- [Work instruction]:
Every line containing the word "goes" is to be copied from the data below.

- [Data extracts]:
+-------+

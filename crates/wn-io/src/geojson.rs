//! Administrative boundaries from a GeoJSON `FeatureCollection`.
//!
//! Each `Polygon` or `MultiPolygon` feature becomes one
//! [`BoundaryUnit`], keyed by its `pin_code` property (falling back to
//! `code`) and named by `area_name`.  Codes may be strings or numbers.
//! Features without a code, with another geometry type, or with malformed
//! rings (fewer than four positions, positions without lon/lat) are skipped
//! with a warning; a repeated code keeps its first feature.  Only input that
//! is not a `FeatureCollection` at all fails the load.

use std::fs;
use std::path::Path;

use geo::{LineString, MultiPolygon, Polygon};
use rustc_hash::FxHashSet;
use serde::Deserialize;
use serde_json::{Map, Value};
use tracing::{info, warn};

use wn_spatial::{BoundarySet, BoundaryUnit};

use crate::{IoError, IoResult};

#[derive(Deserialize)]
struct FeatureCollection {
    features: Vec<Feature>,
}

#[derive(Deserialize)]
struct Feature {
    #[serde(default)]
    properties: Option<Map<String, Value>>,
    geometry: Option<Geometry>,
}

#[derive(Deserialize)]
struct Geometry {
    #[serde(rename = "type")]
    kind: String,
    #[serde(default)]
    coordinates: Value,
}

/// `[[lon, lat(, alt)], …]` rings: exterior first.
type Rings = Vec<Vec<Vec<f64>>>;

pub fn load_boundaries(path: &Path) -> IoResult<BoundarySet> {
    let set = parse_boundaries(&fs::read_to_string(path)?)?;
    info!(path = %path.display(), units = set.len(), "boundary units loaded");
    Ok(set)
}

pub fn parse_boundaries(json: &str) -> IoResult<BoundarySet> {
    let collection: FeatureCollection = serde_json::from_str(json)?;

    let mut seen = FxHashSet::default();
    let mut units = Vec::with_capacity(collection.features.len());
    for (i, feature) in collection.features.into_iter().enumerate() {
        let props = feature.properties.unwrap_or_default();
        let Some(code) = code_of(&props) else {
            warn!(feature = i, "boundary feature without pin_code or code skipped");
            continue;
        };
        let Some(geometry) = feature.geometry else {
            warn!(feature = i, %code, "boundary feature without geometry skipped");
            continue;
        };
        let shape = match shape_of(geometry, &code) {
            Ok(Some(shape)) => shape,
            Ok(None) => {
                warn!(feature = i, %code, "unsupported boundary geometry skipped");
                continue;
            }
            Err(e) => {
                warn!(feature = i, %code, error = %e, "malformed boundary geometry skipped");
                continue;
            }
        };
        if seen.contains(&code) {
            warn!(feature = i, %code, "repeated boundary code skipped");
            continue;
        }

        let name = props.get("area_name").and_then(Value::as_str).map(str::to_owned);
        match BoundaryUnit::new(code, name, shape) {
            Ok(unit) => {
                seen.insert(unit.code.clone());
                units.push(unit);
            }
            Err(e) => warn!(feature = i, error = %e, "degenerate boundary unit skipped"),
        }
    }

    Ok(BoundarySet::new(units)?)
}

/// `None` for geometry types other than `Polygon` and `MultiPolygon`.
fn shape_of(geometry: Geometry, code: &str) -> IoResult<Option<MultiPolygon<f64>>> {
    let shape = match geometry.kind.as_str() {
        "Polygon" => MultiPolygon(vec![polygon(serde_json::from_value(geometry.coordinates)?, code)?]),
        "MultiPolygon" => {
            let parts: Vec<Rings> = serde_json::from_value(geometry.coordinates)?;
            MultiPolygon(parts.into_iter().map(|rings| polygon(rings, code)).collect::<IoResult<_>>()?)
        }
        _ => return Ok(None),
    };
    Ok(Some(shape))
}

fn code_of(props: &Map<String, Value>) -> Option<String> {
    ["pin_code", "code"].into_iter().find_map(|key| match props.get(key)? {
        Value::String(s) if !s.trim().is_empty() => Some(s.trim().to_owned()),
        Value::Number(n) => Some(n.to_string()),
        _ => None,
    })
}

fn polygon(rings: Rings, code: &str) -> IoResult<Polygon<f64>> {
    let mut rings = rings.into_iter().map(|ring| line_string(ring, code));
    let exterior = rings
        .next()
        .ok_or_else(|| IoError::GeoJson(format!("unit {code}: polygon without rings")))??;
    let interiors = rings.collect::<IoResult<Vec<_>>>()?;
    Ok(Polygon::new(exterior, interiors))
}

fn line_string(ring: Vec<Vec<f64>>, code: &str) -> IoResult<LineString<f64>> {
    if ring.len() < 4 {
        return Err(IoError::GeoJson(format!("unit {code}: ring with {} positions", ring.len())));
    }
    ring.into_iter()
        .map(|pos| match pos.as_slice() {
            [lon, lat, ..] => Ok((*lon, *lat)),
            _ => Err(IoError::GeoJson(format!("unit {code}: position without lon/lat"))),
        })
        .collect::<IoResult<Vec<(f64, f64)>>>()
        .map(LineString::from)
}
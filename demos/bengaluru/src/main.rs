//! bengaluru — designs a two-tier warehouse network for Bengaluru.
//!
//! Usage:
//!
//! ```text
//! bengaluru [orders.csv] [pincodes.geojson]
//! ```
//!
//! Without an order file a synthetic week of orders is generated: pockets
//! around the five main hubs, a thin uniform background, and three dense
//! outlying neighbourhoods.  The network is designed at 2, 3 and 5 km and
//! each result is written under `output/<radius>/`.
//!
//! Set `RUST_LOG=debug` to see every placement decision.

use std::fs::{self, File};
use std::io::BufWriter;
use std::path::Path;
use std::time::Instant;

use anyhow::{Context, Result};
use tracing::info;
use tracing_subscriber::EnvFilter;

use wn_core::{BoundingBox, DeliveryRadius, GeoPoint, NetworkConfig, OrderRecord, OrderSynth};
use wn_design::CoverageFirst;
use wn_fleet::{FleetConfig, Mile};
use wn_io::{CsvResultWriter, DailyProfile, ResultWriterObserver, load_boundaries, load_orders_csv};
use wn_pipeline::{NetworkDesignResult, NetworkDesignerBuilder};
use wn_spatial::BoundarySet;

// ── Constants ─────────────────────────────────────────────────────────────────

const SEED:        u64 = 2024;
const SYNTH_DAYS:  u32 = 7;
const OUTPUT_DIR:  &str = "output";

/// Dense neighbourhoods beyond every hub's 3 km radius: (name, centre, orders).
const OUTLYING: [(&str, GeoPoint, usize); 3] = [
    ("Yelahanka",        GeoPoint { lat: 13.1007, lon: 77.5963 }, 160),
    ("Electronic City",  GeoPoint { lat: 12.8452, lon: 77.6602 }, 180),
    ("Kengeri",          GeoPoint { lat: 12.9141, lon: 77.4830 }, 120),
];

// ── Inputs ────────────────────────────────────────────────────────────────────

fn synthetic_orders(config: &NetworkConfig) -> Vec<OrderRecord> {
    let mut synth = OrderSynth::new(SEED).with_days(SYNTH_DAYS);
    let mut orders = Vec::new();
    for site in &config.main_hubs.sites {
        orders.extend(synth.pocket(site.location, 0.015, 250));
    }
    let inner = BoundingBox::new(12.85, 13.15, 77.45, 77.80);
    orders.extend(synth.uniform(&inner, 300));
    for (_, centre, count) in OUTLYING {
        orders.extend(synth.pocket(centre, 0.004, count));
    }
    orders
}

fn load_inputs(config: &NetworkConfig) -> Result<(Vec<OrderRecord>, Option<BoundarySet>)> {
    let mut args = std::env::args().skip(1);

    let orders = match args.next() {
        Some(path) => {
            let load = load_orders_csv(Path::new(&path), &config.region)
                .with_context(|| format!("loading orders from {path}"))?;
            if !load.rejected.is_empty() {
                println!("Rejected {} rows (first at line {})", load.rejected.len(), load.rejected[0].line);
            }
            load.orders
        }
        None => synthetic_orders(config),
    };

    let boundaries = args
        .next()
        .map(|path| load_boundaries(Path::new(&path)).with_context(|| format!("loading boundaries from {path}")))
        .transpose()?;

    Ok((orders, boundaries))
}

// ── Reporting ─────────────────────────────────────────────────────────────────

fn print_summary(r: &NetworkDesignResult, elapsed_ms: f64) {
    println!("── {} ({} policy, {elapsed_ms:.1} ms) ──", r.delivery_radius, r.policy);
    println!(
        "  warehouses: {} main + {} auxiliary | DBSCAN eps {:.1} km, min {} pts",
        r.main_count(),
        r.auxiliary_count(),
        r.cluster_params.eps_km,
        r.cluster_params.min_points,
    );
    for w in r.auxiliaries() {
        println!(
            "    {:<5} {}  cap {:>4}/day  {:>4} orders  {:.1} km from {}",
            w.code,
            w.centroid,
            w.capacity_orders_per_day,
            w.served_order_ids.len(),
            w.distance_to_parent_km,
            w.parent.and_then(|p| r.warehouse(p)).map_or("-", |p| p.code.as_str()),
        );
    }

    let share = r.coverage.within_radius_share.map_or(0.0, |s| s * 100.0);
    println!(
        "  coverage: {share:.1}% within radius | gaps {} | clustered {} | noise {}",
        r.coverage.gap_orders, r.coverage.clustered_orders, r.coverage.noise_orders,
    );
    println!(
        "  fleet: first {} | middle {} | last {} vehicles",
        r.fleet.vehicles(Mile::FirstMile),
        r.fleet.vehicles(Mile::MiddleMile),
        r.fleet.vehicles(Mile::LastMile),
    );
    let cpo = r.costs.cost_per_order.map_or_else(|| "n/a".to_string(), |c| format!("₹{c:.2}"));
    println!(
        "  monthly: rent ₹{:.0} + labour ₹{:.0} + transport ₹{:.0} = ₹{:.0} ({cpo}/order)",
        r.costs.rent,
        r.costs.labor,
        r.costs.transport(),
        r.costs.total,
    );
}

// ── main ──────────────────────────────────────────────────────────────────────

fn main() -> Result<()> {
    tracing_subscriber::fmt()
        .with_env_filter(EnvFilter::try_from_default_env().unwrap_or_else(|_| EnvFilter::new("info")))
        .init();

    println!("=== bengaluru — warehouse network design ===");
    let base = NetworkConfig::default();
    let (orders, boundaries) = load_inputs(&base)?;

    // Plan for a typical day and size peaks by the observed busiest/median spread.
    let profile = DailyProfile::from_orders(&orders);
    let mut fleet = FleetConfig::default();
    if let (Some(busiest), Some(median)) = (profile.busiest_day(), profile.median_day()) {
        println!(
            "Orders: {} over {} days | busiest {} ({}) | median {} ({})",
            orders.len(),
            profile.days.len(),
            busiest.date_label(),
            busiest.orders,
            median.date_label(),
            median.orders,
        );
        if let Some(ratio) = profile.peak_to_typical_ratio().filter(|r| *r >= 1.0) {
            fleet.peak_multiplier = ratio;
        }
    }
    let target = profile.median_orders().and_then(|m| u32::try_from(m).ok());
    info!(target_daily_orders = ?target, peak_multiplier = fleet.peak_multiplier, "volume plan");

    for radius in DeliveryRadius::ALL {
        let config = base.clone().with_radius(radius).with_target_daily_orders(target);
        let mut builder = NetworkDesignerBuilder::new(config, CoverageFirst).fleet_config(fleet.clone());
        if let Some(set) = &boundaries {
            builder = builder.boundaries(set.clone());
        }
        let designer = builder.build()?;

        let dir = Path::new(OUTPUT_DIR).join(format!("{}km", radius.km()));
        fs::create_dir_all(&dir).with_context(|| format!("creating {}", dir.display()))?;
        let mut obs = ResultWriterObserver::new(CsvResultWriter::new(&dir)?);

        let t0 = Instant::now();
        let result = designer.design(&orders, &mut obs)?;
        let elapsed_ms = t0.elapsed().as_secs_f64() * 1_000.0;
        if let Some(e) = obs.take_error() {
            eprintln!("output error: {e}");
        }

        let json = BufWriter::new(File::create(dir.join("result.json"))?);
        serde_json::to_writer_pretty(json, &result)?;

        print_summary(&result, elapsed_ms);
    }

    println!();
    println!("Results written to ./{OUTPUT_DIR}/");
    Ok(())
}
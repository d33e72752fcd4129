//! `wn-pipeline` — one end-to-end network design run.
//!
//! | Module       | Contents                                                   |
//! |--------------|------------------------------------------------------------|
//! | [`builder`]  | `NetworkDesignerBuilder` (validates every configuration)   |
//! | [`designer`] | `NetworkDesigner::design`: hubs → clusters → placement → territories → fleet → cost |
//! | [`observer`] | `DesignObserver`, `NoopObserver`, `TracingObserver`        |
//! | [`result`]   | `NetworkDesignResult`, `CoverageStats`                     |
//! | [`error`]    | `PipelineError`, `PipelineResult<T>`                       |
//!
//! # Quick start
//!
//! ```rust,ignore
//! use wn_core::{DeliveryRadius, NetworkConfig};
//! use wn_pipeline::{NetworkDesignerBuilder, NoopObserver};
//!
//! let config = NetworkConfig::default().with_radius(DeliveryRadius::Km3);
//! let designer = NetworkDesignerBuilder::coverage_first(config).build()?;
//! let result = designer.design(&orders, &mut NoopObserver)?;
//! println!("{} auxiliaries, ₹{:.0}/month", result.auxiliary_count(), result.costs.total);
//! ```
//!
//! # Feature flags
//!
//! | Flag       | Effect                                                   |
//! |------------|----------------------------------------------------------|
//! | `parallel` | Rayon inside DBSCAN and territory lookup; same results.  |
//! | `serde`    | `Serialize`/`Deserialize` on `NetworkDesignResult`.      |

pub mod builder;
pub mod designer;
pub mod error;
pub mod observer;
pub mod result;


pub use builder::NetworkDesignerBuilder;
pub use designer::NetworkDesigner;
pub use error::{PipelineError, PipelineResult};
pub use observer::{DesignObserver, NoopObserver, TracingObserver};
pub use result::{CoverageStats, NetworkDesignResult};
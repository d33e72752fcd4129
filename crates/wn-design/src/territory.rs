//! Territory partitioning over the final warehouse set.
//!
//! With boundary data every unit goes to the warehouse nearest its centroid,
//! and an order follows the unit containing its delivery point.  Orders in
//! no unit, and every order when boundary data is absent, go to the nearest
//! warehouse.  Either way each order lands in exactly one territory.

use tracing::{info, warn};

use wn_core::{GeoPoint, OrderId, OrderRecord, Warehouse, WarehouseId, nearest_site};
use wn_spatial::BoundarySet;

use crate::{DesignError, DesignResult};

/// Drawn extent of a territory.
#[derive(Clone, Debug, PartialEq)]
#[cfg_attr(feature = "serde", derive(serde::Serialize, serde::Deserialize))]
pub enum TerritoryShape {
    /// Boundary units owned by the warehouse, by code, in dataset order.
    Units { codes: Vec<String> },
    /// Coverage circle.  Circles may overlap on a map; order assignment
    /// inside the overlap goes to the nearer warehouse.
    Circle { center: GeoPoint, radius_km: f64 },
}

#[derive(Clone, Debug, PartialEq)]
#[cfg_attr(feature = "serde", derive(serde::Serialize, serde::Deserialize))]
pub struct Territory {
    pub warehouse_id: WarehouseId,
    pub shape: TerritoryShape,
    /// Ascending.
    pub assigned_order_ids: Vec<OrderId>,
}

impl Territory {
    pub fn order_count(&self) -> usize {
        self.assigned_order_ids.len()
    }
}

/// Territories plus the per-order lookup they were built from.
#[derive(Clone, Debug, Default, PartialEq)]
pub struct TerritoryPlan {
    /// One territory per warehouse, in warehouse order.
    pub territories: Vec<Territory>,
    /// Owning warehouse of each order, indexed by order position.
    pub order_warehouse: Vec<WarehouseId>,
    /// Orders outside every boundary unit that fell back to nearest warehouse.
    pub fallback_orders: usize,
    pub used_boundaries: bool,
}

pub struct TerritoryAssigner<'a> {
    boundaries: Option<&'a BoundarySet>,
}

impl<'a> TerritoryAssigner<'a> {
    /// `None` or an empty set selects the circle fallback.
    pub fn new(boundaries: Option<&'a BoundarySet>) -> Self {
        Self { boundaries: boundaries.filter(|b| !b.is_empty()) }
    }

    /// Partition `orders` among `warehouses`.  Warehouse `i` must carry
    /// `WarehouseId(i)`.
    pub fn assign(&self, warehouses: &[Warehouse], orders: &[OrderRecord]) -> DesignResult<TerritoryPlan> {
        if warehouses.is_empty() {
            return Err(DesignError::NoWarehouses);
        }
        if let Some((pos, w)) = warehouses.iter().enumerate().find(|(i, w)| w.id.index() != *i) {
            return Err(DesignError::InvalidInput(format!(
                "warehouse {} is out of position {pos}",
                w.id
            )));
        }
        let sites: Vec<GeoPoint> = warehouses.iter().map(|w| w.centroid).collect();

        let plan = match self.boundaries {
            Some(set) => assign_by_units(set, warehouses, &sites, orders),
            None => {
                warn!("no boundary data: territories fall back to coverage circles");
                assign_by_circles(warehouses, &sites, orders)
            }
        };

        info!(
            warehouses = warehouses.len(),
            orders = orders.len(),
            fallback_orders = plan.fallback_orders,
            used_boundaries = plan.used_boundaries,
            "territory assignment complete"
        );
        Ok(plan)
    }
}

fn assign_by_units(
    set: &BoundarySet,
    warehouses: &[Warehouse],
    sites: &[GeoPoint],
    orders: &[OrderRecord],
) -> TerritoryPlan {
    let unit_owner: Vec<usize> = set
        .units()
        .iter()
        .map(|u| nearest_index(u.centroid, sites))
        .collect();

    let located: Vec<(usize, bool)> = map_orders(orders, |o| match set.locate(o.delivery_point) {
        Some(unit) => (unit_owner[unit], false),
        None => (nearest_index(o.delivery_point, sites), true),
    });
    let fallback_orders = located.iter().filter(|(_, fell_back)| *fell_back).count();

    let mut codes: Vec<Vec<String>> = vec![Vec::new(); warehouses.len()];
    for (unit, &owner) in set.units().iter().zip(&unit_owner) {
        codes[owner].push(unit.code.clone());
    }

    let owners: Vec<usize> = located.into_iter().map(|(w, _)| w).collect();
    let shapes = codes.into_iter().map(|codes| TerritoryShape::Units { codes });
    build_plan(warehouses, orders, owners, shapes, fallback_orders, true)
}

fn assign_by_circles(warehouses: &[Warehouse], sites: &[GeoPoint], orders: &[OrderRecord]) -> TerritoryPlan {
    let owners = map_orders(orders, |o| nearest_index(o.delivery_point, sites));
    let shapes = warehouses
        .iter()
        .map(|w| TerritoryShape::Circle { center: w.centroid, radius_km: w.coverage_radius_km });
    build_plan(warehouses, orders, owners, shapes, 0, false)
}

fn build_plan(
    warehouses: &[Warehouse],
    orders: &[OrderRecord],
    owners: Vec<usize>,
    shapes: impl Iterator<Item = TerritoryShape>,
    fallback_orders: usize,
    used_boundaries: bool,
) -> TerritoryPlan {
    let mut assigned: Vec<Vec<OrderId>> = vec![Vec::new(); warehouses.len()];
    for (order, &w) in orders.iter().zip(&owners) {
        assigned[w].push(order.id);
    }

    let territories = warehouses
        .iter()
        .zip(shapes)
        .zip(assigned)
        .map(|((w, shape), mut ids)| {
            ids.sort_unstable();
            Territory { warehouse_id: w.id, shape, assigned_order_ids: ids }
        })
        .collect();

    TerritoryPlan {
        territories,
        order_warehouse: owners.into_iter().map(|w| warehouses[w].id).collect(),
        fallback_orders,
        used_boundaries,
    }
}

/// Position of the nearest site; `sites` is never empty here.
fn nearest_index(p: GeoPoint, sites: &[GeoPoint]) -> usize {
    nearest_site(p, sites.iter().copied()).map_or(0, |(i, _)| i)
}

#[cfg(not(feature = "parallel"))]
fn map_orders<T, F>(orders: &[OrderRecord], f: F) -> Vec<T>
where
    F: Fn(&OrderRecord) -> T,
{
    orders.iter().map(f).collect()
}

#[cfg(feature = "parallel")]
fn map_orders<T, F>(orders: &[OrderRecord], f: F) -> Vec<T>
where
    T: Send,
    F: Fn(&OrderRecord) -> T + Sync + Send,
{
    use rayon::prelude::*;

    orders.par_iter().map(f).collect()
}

+-------+

- [Problem solution]:
//! With boundary data every unit goes to the warehouse nearest its centroid,
    /// inside the overlap goes to the nearer warehouse.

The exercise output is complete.